## TASK OBJECTIVE
Every line with "child" in it should be copied from the data.

## MATERIAL FOR THE TASK
*** Begin section ***

impl Interpreter {
    pub fn new(engine: Arc<Engine>, module: Arc<Module>) -> Self {
        let scope = module.globals.clone();
        Self {
            engine,
            module,
            scope,
            deferred: Vec::new(),
            private_access: None,
            depth: 0,
        }
    }

    /// A frame for a call, handler or task.
    pub(crate) fn child(
        &self,
        scope: Arc<RwLock<Scope>>,
        module: Arc<Module>,
        private_access: Option<u64>,
    ) -> Self {
        Self {
            engine: self.engine.clone(),
            module,
            scope,
            deferred: Vec::new(),
            private_access,
            depth: self.depth + 1,
        }
    }

    pub fn engine(&self) -> &Arc<Engine> {
        &self.engine
    }

    pub fn module(&self) -> &Arc<Module> {
        &self.module
    }

    pub fn scope(&self) -> &Arc<RwLock<Scope>> {
        &self.scope
    }

    /// Binds a host value as an immutable global.
    pub fn bind_host_object(&self, name: &str, value: Value) {
        sync::write(&self.module.globals).force(name, Binding::constant(value));
    }

    pub(crate) fn bind_module_globals(&self, entry: bool) {
        let module = &self.module;
        let mut globals = sync::write(&module.globals);
        globals.force("__id__", Binding::constant(Value::Int(module.id as i64)));
        globals.force("__entry__", Binding::constant(Value::Bool(entry)));
        globals.force("__file__", Binding::constant(Value::string(&*module.file)));
        globals.force(
            "__dir__",
            Binding::constant(Value::string(module.dir.display().to_string())),
        );
    }

    /// Runs a whole file. The value of a top-level `return` is the result.
    pub fn run(&mut self, program: &Program) -> Result<Option<Value>, ExecutionError> {
        tracing::debug!(id = self.module.id, file = %self.module.file, "interpreter.run");
        self.run_body(&program.0)
    }

    /// Executes a function-like body and its deferred expressions.
    pub(crate) fn run_body(
        &mut self,
        statements: &[Statement],
    ) -> Result<Option<Value>, ExecutionError> {
        let result = self.execute_statements(statements);
        self.run_deferred();
        match result? {
            Flow::Normal => Ok(None),
            Flow::Return(value) => Ok(value),
            Flow::Signal(signal, span) => Err(ExecutionError::new(
                ExecutionErrorKind::SignalOutsideLoop(signal_name(signal).to_string()),
                span,
            )),
        }
    }

    fn run_deferred(&mut self) {
        while let Some(expression) = self.deferred.pop() {
            if let Err(err) = self.evaluate(&expression) {
                tracing::error!(id = self.module.id, error = %err, span = %err.span, "interpreter.defer.error");
            }
        }
    }

    fn execute_statements(&mut self, statements: &[Statement]) -> Result<Flow, ExecutionError> {
        for statement in statements {
            match self.execute(statement)? {
                Flow::Normal => {}
                flow => return Ok(flow),
            }
        }
        Ok(Flow::Normal)
    }

    /// Runs `statements` with `scope` as the current scope.
    pub(crate) fn execute_in_scope<T>(
        &mut self,
        scope: Arc<RwLock<Scope>>,
        run: impl FnOnce(&mut Self) -> Result<T, ExecutionError>,
    ) -> Result<T, ExecutionError> {
        let previous = mem::replace(&mut self.scope, scope);
        let result = run(self);
        self.scope = previous;
        result
    }

    fn execute_block(
        &mut self,
        statements: &[Statement],
        kind: &'static str,
        span: &Span,
    ) -> Result<Flow, ExecutionError> {
        let scope = Scope::boxed(Some(self.scope.clone()), ScopeKind::Block(kind));
        self.execute_in_scope(scope, |this| this.execute_statements(statements))
            .map_err(|err| err.with_trace(span))
    }

    pub(crate) fn check_cancelled(&self, span: &Span) -> Result<(), ExecutionError> {
        if self.module.cancel.is_cancelled() {
            return Err(ExecutionError::new(ExecutionErrorKind::Cancelled, span.clone()));
        }
        Ok(())
    }

    pub(crate) fn enter_call(&self, span: &Span) -> Result<(), ExecutionError> {
        if self.depth >= MAX_CALL_DEPTH {
            return Err(ExecutionError::new(
                ExecutionErrorKind::Runtime(format!(
                    "maximum call depth of {MAX_CALL_DEPTH} exceeded"
                )),
                span.clone(),
            ));
        }
        Ok(())
    }

    fn execute(&mut self, statement: &Statement) -> Result<Flow, ExecutionError> {
        let span = &statement.span;
        self.check_cancelled(span)?;

        match &statement.kind {
            StatementKind::Import(import) => self.import(import, span)?,
            StatementKind::Include(path) => {
                self.include(path, span)?;
            }
            StatementKind::Function(decl) => {
                let function = self.function_value(decl, Closure(self.scope.clone()))?;
                if let Some(name) = &decl.name {
                    sync::write(&self.scope)
                        .declare(name, Binding::constant(function))
                        .at(span)?;
                }
            }
            StatementKind::Struct(decl) => self.declare_struct(decl, span)?,
            StatementKind::Impl(decl) => self.implement(decl, span)?,
            StatementKind::Event(decl) => self.declare_event(decl, span)?,
            StatementKind::Subscribe(decl) => self.subscribe(decl, span)?,
            StatementKind::Publish(decl) => self.publish(decl, span)?,
            StatementKind::VariableDecl(decl) => self.declare_variable(decl, span)?,
            StatementKind::Assign { target, value } => {
                let value = self.evaluate(value)?;
                self.assign(target, value, span)?;
            }
            StatementKind::Increment(path) => self.step(path, 1, span)?,
            StatementKind::Decrement(path) => self.step(path, -1, span)?,
            StatementKind::Expression(expression) => {
                self.evaluate(expression)?;
            }
            StatementKind::Return(expression) => {
                let value = match expression {
                    Some(expression) => Some(self.evaluate(expression)?),
                    None => None,
                };
                return Ok(Flow::Return(value));
            }
            StatementKind::If(statement) => return self.if_statement(statement, span),
            StatementKind::While { condition, body } => {
                return self.while_statement(condition, body, span)
            }
            StatementKind::For(statement) => return self.for_statement(statement, span),
            StatementKind::Signal(signal) => return Ok(Flow::Signal(*signal, span.clone())),
            StatementKind::Try { body, name } => return self.try_statement(body, name, span),
            StatementKind::Defer(expression) => self.deferred.push(expression.clone()),
            StatementKind::Spawn(expression) => self.spawn(expression, span)?,
        }

        Ok(Flow::Normal)
    }

    fn declare_variable(&mut self, decl: &VariableDecl, span: &Span) -> Result<(), ExecutionError> {
        let declared = match &decl.ty {
            Some(node) => Some(self.resolve_type(node, span)?),
            None => None,
        };
        let value = match (&decl.value, &declared) {
            (Some(expression), _) => self.evaluate(expression)?,
            (None, Some(ty)) => ty.default_value(),
            (None, None) => Value::Nil,
        };

        let ty = match declared {
            Some(ty) => {
                let actual = value.type_of();
                if !ty.compare(&actual) {
                    return Err(ExecutionError::new(
                        ExecutionErrorKind::TypeMismatch(format!(
                            "cannot assign {actual} to '{}' of type {ty}",
                            decl.name
                        )),
                        span.clone(),
                    ));
                }
                Some(ty)
            }
            None if value.is_nil() => None,
            None => Some(value.type_of()),
        };

        let binding = if decl.constant {
            Binding::constant(value)
        } else {
            Binding::variable(value, ty)
        };
        sync::write(&self.scope).declare(&decl.name, binding).at(span)
    }

    /// `name = v`, `a.b = v` or `a[i] = v`.
    fn assign(&mut self, target: &Path, value: Value, span: &Span) -> Result<(), ExecutionError> {
        let Some((last, init)) = target.accessors.split_last() else {
            return sync::write(&self.scope).assign(&target.root, value).at(span);
        };

        let mut container = self.lookup(&target.root, span)?;
        for accessor in init {
            container = self.access(container, accessor)?;
        }
        match last {
            Accessor::Field(name, at) => self.set_member(&container, name, value, at),
            Accessor::Index(index, at) => {
                let key = self.evaluate(index)?;
                self.set_index(&container, key, value, at)
            }
            Accessor::Call(_, at) => Err(ExecutionError::new(
                ExecutionErrorKind::Runtime("cannot assign to a call".into()),
                at.clone(),
            )),
        }
    }

    /// `x++` and `x--`.
    fn step(&mut self, target: &Path, delta: i64, span: &Span) -> Result<(), ExecutionError> {
        let mut current = self.lookup(&target.root, span)?;
        for accessor in &target.accessors {
            current = self.access(current, accessor)?;
        }
        let next = match current {
            Value::Int(n) => n
                .checked_add(delta)
                .map(Value::Int)
                .ok_or_else(|| ExecutionErrorKind::Value("integer overflow".into())),
            Value::Float(f) => Ok(Value::Float(f + delta as f64)),
            Value::Byte(b) => b
                .checked_add_signed(delta as i8)
                .map(Value::Byte)
                .ok_or_else(|| ExecutionErrorKind::Value("byte overflow".into())),
            other => Err(ExecutionErrorKind::InvalidOperand(other.type_of().to_string())),
        }
        .at(span)?;
        self.assign(target, next, span)
    }

    fn condition(&mut self, condition: &Expression) -> Result<bool, ExecutionError> {
        match self.evaluate(condition)? {
            Value::Bool(b) => Ok(b),
            other => Err(ExecutionError::new(
                ExecutionErrorKind::ConditionNotBool(other.type_of().to_string()),
                condition.span.clone(),
            )),
        }
    }

    fn if_statement(&mut self, statement: &IfStatement, span: &Span) -> Result<Flow, ExecutionError> {
        if self.condition(&statement.condition)? {
            return self.execute_block(&statement.body, "if", span);
        }
        match &statement.else_branch {
            Some(ElseBranch::If(nested)) => self.if_statement(nested, span),
            Some(ElseBranch::Block(body)) => self.execute_block(body, "else", span),
            None => Ok(Flow::Normal),
        }
    }

    fn while_statement(
        &mut self,
        condition: &Expression,
        body: &[Statement],
        span: &Span,
    ) -> Result<Flow, ExecutionError> {
        while self.condition(condition)? {
            self.check_cancelled(span)?;
            match self.execute_block(body, "while", span)? {
                Flow::Signal(Signal::Break, _) => break,
                Flow::Normal | Flow::Signal(Signal::Continue, _) => {}
                flow @ Flow::Return(_) => return Ok(flow),
            }
        }
        Ok(Flow::Normal)
    }

    fn for_statement(&mut self, statement: &ForStatement, span: &Span) -> Result<Flow, ExecutionError> {
        let iterable = self.evaluate(&statement.iterable)?;
        let pairs = iterable.iterate().at(&statement.iterable.span)?;
        let ForStatement { value: names, body, .. } = statement;

        for (key, value) in pairs {
            self.check_cancelled(span)?;
            let scope = Scope::boxed(Some(self.scope.clone()), ScopeKind::Block("for"));
            {
                let mut scope = sync::write(&scope);
                match &names.iterator {
                    Some(key_name) => {
                        scope.force(key_name, Binding::variable(key, None));
                        scope.force(&names.value, Binding::variable(value, None));
                    }
                    None => scope.force(&names.value, Binding::variable(value, None)),
                }
            }
            let flow = self
                .execute_in_scope(scope, |this| this.execute_statements(body))
                .map_err(|err| err.with_trace(span))?;
            match flow {
                Flow::Signal(Signal::Break, _) => break,
                Flow::Normal | Flow::Signal(Signal::Continue, _) => {}
                flow @ Flow::Return(_) => return Ok(flow),
            }
        }
        Ok(Flow::Normal)
    }

    /// Binds `name` to nil on success or to an error dict when the body
    /// failed. Fatal errors pass through.
    fn try_statement(
        &mut self,
        body: &[Statement],
        name: &str,
        span: &Span,
    ) -> Result<Flow, ExecutionError> {
        let (flow, caught) = match self.execute_block(body, "try", span) {
            Ok(flow) => (flow, Value::Nil),
            Err(err) if err.is_catchable() => {
                tracing::debug!(id = self.module.id, error = %err, "interpreter.try.caught");
                (Flow::Normal, error_value(&err).at(span)?)
            }
            Err(err) => return Err(err),
        };
        sync::write(&self.scope).force(name, Binding::variable(caught, None));
        Ok(flow)
    }

    /// Evaluates `expression` on its own thread. Failures are logged.
    fn spawn(&mut self, expression: &Expression, span: &Span) -> Result<(), ExecutionError> {
        let scope = Scope::boxed(Some(self.scope.clone()), ScopeKind::Block("nubo_concurrent"));
        sync::write(&scope).force("__concurrent__", Binding::constant(Value::Bool(true)));

        let mut task = self.child(scope, self.module.clone(), self.private_access);
        let expression = expression.clone();
        let id = self.module.id;
        let handle = thread::Builder::new()
            .name(format!("nubo-task-{id}"))
            .stack_size(16 * 1024 * 1024)
            .spawn(move || {
                let result = task.evaluate(&expression);
                task.run_deferred();
                if let Err(err) = result {
                    tracing::error!(id, error = %err, span = %err.span, "interpreter.spawn.error");
                }
            })
            .map_err(|err| ExecutionErrorKind::Runtime(format!("failed to spawn task: {err}")))
            .at(span)?;
        self.module.add_task(handle);
        Ok(())
    }

    /// Scope chain, then builtins.
    pub(crate) fn lookup(&self, name: &str, span: &Span) -> Result<Value, ExecutionError> {
        if let Some(value) = sync::read(&self.scope).get(name) {
            return Ok(value);
        }
        builtin(&self.engine, name).ok_or_else(|| {
            ExecutionError::new(ExecutionErrorKind::UndefinedVariable(name.into()), span.clone())
        })
    }

    pub(crate) fn write_output(&self, text: &str) -> Result<(), ExecutionErrorKind> {
        self.engine
            .write_output(text)
            .map_err(|err| ExecutionErrorKind::Runtime(format!("failed to write output: {err}")))
    }
}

*** End section ***

## EXPECTED ANSWER
    pub(crate) fn child(
        let mut task = self.child(scope, self.module.clone(), self.private_access);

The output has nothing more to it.